• PROBLEM STATEMENT
The records below need copying. Match each line exactly.

• DATA FOR THE TASK
[Start of section]

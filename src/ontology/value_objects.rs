use std::borrow::Borrow;
use std::collections::BTreeMap;
use std::fmt::{self, Display, Formatter};
use std::sync::Arc;

use dashmap::DashMap;
use oxrdf::vocab::{rdf, rdfs, xsd};
use oxrdf::NamedNode;
use thiserror::Error;

use crate::{Error, Result};

/// Value object naming a graph vertex or a predicate.
///
/// The text is validated as an absolute IRI on construction. Equality,
/// ordering and hashing are by value, so two identifiers built from the same
/// text compare equal whether or not they were interned by the same
/// [`IdentifierRegistry`].
#[derive(Clone, Debug, PartialEq, Eq, Hash, PartialOrd, Ord)]
pub struct Identifier {
    value: Arc<str>,
}

impl Identifier {
    /// Validates and constructs a new [`Identifier`] without interning it.
    pub fn new(value: impl AsRef<str>) -> Result<Self, IdentifierError> {
        let value = value.as_ref();
        validate(value)?;
        Ok(Self {
            value: Arc::from(value),
        })
    }

    /// Returns the underlying textual representation.
    #[must_use]
    pub fn as_str(&self) -> &str {
        &self.value
    }

    /// Returns the fragment after the last `#` or `/`, or the whole text when
    /// neither separator is present.
    #[must_use]
    pub fn local_name(&self) -> &str {
        self.value
            .rfind(['#', '/'])
            .map_or(&*self.value, |index| &self.value[index + 1..])
    }
}

impl Display for Identifier {
    fn fmt(&self, f: &mut Formatter<'_>) -> fmt::Result {
        f.write_str(&self.value)
    }
}

impl Borrow<str> for Identifier {
    fn borrow(&self) -> &str {
        &self.value
    }
}

impl TryFrom<&str> for Identifier {
    type Error = IdentifierError;

    fn try_from(value: &str) -> Result<Self, Self::Error> {
        Self::new(value)
    }
}

/// Errors produced when validating an [`Identifier`].
#[derive(Clone, Debug, Error, PartialEq, Eq)]
pub enum IdentifierError {
    /// The provided text could not be parsed as an IRI.
    #[error("invalid IRI: {value}")]
    Invalid { value: String },
}

fn validate(value: &str) -> Result<(), IdentifierError> {
    NamedNode::new(value).map_err(|_| IdentifierError::Invalid {
        value: value.to_owned(),
    })?;
    Ok(())
}

/// Process-wide table guaranteeing a single shared representative per
/// distinct identifier text, plus the prefix table used to expand and
/// shorten identifiers.
///
/// The registry is created once and handed to every component through an
/// `Arc`; interning is safe from any number of threads.
#[derive(Debug)]
pub struct IdentifierRegistry {
    table: DashMap<Arc<str>, Identifier>,
    namespaces: BTreeMap<String, String>,
}

impl Default for IdentifierRegistry {
    fn default() -> Self {
        Self::new()
    }
}

impl IdentifierRegistry {
    /// Creates a registry seeded with the `rdf`, `rdfs`, `owl` and `xsd`
    /// namespaces.
    #[must_use]
    pub fn new() -> Self {
        let mut namespaces = BTreeMap::new();
        namespaces.insert("rdf".to_string(), namespace_of(rdf::TYPE.as_str()));
        namespaces.insert(
            "rdfs".to_string(),
            namespace_of(rdfs::SUB_CLASS_OF.as_str()),
        );
        namespaces.insert(
            "owl".to_string(),
            "http://www.w3.org/2002/07/owl#".to_string(),
        );
        namespaces.insert("xsd".to_string(), namespace_of(xsd::STRING.as_str()));
        Self {
            table: DashMap::new(),
            namespaces,
        }
    }

    /// Registers (or replaces) a prefix → namespace binding.
    pub fn register_prefix(&mut self, prefix: impl Into<String>, namespace: impl Into<String>) {
        self.namespaces.insert(prefix.into(), namespace.into());
    }

    /// Builder flavour of [`Self::register_prefix`] for a whole table.
    #[must_use]
    pub fn with_prefixes<I, P, N>(mut self, prefixes: I) -> Self
    where
        I: IntoIterator<Item = (P, N)>,
        P: Into<String>,
        N: Into<String>,
    {
        for (prefix, namespace) in prefixes {
            self.register_prefix(prefix, namespace);
        }
        self
    }

    /// Returns the namespace bound to `prefix`.
    ///
    /// # Errors
    ///
    /// Fails with [`Error::Configuration`] when the prefix is unknown.
    pub fn namespace(&self, prefix: &str) -> Result<&str> {
        self.namespaces
            .get(prefix)
            .map(String::as_str)
            .ok_or_else(|| {
                Error::Configuration(format!(
                    "no namespace associated to prefix `{prefix}`, please declare it under `prefixes`"
                ))
            })
    }

    /// Interns `text` as an absolute identifier.
    ///
    /// # Errors
    ///
    /// Fails with [`Error::Parse`] when the text is not a valid IRI.
    pub fn intern(&self, text: &str) -> Result<Identifier> {
        if let Some(existing) = self.table.get(text) {
            return Ok(existing.value().clone());
        }
        validate(text).map_err(|err| Error::Parse {
            input: text.to_owned(),
            reason: err.to_string(),
        })?;
        let key: Arc<str> = Arc::from(text);
        let interned = self
            .table
            .entry(Arc::clone(&key))
            .or_insert_with(|| Identifier { value: key })
            .value()
            .clone();
        Ok(interned)
    }

    /// Resolves a raw identifier string, expanding `prefix:local` forms when
    /// `expand_prefixes` is set and the prefix is registered.
    ///
    /// # Errors
    ///
    /// Fails with [`Error::Parse`] when the (expanded) text is not a valid IRI.
    pub fn resolve(&self, text: &str, expand_prefixes: bool) -> Result<Identifier> {
        let text = text.trim();
        if expand_prefixes {
            if let Some((prefix, local)) = text.split_once(':') {
                if let Some(namespace) = self.namespaces.get(prefix) {
                    return self.intern(&format!("{namespace}{local}"));
                }
            }
        }
        self.intern(text)
    }

    /// Expands a `prefix:local` form, requiring the prefix to be registered.
    ///
    /// # Errors
    ///
    /// Fails with [`Error::Configuration`] for an unknown prefix and with
    /// [`Error::Parse`] when `text` has no prefix or expands to an invalid IRI.
    pub fn expand(&self, text: &str) -> Result<Identifier> {
        let Some((prefix, local)) = text.split_once(':') else {
            return Err(Error::Parse {
                input: text.to_owned(),
                reason: "expected a `prefix:local` form".to_string(),
            });
        };
        let namespace = self.namespace(prefix)?;
        self.intern(&format!("{namespace}{local}"))
    }

    /// Renders the `prefix:local` form using the longest matching namespace,
    /// or the full text when no namespace matches.
    #[must_use]
    pub fn shorten(&self, identifier: &Identifier) -> String {
        let text = identifier.as_str();
        self.namespaces
            .iter()
            .filter(|(_, namespace)| !namespace.is_empty() && text.starts_with(namespace.as_str()))
            .max_by_key(|(prefix, namespace)| (namespace.len(), std::cmp::Reverse(prefix.len())))
            .map_or_else(
                || text.to_owned(),
                |(prefix, namespace)| format!("{prefix}:{}", &text[namespace.len()..]),
            )
    }

    /// Number of distinct identifiers interned so far.
    #[must_use]
    pub fn len(&self) -> usize {
        self.table.len()
    }

    #[must_use]
    pub fn is_empty(&self) -> bool {
        self.table.is_empty()
    }
}

fn namespace_of(iri: &str) -> String {
    iri.rfind(['#', '/'])
        .map_or_else(String::new, |index| iri[..=index].to_owned())
}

[End of section]

• SOLUTION FOR THIS TASK
filename src/ontology/value_objects.rs
use std::borrow::Borrow;
use std::collections::BTreeMap;
use std::fmt::{self, Display, Formatter};
use std::sync::Arc;

use dashmap::DashMap;
use oxrdf::vocab::{rdf, rdfs, xsd};
use oxrdf::NamedNode;
use thiserror::Error;

use crate::{Error, Result};

/// Value object naming a graph vertex or a predicate.
///
/// The text is validated as an absolute IRI on construction. Equality,
/// ordering and hashing are by value, so two identifiers built from the same
/// text compare equal whether or not they were interned by the same
/// [`IdentifierRegistry`].
#[derive(Clone, Debug, PartialEq, Eq, Hash, PartialOrd, Ord)]
pub struct Identifier {
    value: Arc<str>,
}

impl Identifier {
    /// Validates and constructs a new [`Identifier`] without interning it.
    pub fn new(value: impl AsRef<str>) -> Result<Self, IdentifierError> {
        let value = value.as_ref();
        validate(value)?;
        Ok(Self {
            value: Arc::from(value),
        })
    }

    /// Returns the underlying textual representation.
    #[must_use]
    pub fn as_str(&self) -> &str {
        &self.value
    }

    /// Returns the fragment after the last `#` or `/`, or the whole text when
    /// neither separator is present.
    #[must_use]
    pub fn local_name(&self) -> &str {
        self.value
            .rfind(['#', '/'])
            .map_or(&*self.value, |index| &self.value[index + 1..])
    }
}

impl Display for Identifier {
    fn fmt(&self, f: &mut Formatter<'_>) -> fmt::Result {
        f.write_str(&self.value)
    }
}

impl Borrow<str> for Identifier {
    fn borrow(&self) -> &str {
        &self.value
    }
}

impl TryFrom<&str> for Identifier {
    type Error = IdentifierError;

    fn try_from(value: &str) -> Result<Self, Self::Error> {
        Self::new(value)
    }
}

/// Errors produced when validating an [`Identifier`].
#[derive(Clone, Debug, Error, PartialEq, Eq)]
pub enum IdentifierError {
    /// The provided text could not be parsed as an IRI.
    #[error("invalid IRI: {value}")]
    Invalid { value: String },
}

fn validate(value: &str) -> Result<(), IdentifierError> {
    NamedNode::new(value).map_err(|_| IdentifierError::Invalid {
        value: value.to_owned(),
    })?;
    Ok(())
}

/// Process-wide table guaranteeing a single shared representative per
/// distinct identifier text, plus the prefix table used to expand and
/// shorten identifiers.
///
/// The registry is created once and handed to every component through an
/// `Arc`; interning is safe from any number of threads.
#[derive(Debug)]
pub struct IdentifierRegistry {
    table: DashMap<Arc<str>, Identifier>,
    namespaces: BTreeMap<String, String>,
}

impl Default for IdentifierRegistry {
    fn default() -> Self {
        Self::new()
    }
}

impl IdentifierRegistry {
    /// Creates a registry seeded with the `rdf`, `rdfs`, `owl` and `xsd`
    /// namespaces.
    #[must_use]
    pub fn new() -> Self {
        let mut namespaces = BTreeMap::new();
        namespaces.insert("rdf".to_string(), namespace_of(rdf::TYPE.as_str()));
        namespaces.insert(
            "rdfs".to_string(),
            namespace_of(rdfs::SUB_CLASS_OF.as_str()),
        );
        namespaces.insert(
            "owl".to_string(),
            "http://www.w3.org/2002/07/owl#".to_string(),
        );
        namespaces.insert("xsd".to_string(), namespace_of(xsd::STRING.as_str()));
        Self {
            table: DashMap::new(),
            namespaces,
        }
    }

    /// Registers (or replaces) a prefix → namespace binding.
    pub fn register_prefix(&mut self, prefix: impl Into<String>, namespace: impl Into<String>) {
        self.namespaces.insert(prefix.into(), namespace.into());
    }

    /// Builder flavour of [`Self::register_prefix`] for a whole table.
    #[must_use]
    pub fn with_prefixes<I, P, N>(mut self, prefixes: I) -> Self
    where
        I: IntoIterator<Item = (P, N)>,
        P: Into<String>,
        N: Into<String>,
    {
        for (prefix, namespace) in prefixes {
            self.register_prefix(prefix, namespace);
        }
        self
    }

    /// Returns the namespace bound to `prefix`.
    ///
    /// # Errors
    ///
    /// Fails with [`Error::Configuration`] when the prefix is unknown.
    pub fn namespace(&self, prefix: &str) -> Result<&str> {
        self.namespaces
            .get(prefix)
            .map(String::as_str)
            .ok_or_else(|| {
                Error::Configuration(format!(
                    "no namespace associated to prefix `{prefix}`, please declare it under `prefixes`"
                ))
            })
    }

    /// Interns `text` as an absolute identifier.
    ///
    /// # Errors
    ///
    /// Fails with [`Error::Parse`] when the text is not a valid IRI.
    pub fn intern(&self, text: &str) -> Result<Identifier> {
        if let Some(existing) = self.table.get(text) {
            return Ok(existing.value().clone());
        }
        validate(text).map_err(|err| Error::Parse {
            input: text.to_owned(),
            reason: err.to_string(),
        })?;
        let key: Arc<str> = Arc::from(text);
        let interned = self
            .table
            .entry(Arc::clone(&key))
            .or_insert_with(|| Identifier { value: key })
            .value()
            .clone();
        Ok(interned)
    }

    /// Resolves a raw identifier string, expanding `prefix:local` forms when
    /// `expand_prefixes` is set and the prefix is registered.
    ///
    /// # Errors
    ///
    /// Fails with [`Error::Parse`] when the (expanded) text is not a valid IRI.
    pub fn resolve(&self, text: &str, expand_prefixes: bool) -> Result<Identifier> {
        let text = text.trim();
        if expand_prefixes {
            if let Some((prefix, local)) = text.split_once(':') {
                if let Some(namespace) = self.namespaces.get(prefix) {
                    return self.intern(&format!("{namespace}{local}"));
                }
            }
        }
        self.intern(text)
    }

    /// Expands a `prefix:local` form, requiring the prefix to be registered.
    ///
    /// # Errors
    ///
    /// Fails with [`Error::Configuration`] for an unknown prefix and with
    /// [`Error::Parse`] when `text` has no prefix or expands to an invalid IRI.
    pub fn expand(&self, text: &str) -> Result<Identifier> {
        let Some((prefix, local)) = text.split_once(':') else {
            return Err(Error::Parse {
                input: text.to_owned(),
                reason: "expected a `prefix:local` form".to_string(),
            });
        };
        let namespace = self.namespace(prefix)?;
        self.intern(&format!("{namespace}{local}"))
    }

    /// Renders the `prefix:local` form using the longest matching namespace,
    /// or the full text when no namespace matches.
    #[must_use]
    pub fn shorten(&self, identifier: &Identifier) -> String {
        let text = identifier.as_str();
        self.namespaces
            .iter()
            .filter(|(_, namespace)| !namespace.is_empty() && text.starts_with(namespace.as_str()))
            .max_by_key(|(prefix, namespace)| (namespace.len(), std::cmp::Reverse(prefix.len())))
            .map_or_else(
                || text.to_owned(),
                |(prefix, namespace)| format!("{prefix}:{}", &text[namespace.len()..]),
            )
    }

    /// Number of distinct identifiers interned so far.
    #[must_use]
    pub fn len(&self) -> usize {
        self.table.len()
    }

    #[must_use]
    pub fn is_empty(&self) -> bool {
        self.table.is_empty()
    }
}

fn namespace_of(iri: &str) -> String {
    iri.rfind(['#', '/'])
        .map_or_else(String::new, |index| iri[..=index].to_owned())
}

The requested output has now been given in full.